Top of GIVEN ENTRIES

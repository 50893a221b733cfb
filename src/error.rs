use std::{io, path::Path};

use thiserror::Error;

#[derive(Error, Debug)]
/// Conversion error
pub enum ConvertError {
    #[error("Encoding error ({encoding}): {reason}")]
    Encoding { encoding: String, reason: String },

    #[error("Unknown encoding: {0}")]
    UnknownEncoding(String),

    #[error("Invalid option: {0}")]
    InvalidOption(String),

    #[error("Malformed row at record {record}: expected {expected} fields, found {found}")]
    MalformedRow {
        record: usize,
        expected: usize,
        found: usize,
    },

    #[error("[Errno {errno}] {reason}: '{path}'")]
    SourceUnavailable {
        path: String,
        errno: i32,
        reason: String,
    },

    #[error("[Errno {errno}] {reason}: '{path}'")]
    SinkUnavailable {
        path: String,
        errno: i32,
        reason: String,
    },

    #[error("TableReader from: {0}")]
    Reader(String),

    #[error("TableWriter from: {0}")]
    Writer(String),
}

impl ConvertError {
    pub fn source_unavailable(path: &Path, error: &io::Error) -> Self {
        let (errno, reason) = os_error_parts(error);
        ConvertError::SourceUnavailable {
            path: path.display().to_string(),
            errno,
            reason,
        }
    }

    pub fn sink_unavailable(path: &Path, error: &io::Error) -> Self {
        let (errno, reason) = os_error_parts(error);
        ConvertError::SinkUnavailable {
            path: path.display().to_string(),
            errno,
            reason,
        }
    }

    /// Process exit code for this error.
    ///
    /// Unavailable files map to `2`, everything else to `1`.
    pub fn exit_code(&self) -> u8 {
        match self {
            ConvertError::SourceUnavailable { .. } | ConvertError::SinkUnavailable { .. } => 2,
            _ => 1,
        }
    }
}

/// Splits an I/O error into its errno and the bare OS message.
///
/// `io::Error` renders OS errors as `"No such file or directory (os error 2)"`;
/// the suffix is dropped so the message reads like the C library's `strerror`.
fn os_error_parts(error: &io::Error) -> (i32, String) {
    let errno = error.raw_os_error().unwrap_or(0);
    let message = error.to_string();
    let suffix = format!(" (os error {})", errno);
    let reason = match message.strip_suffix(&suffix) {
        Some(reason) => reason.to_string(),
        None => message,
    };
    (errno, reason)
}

Bottom of GIVEN ENTRIES

ASSIGNMENT ->
When a line among the entries above contains "suffix", copy it.

PROBLEM SOLUTION ->
/// the suffix is dropped so the message reads like the C library's `strerror`.
    let suffix = format!(" (os error {})", errno);
    let reason = match message.strip_suffix(&suffix) {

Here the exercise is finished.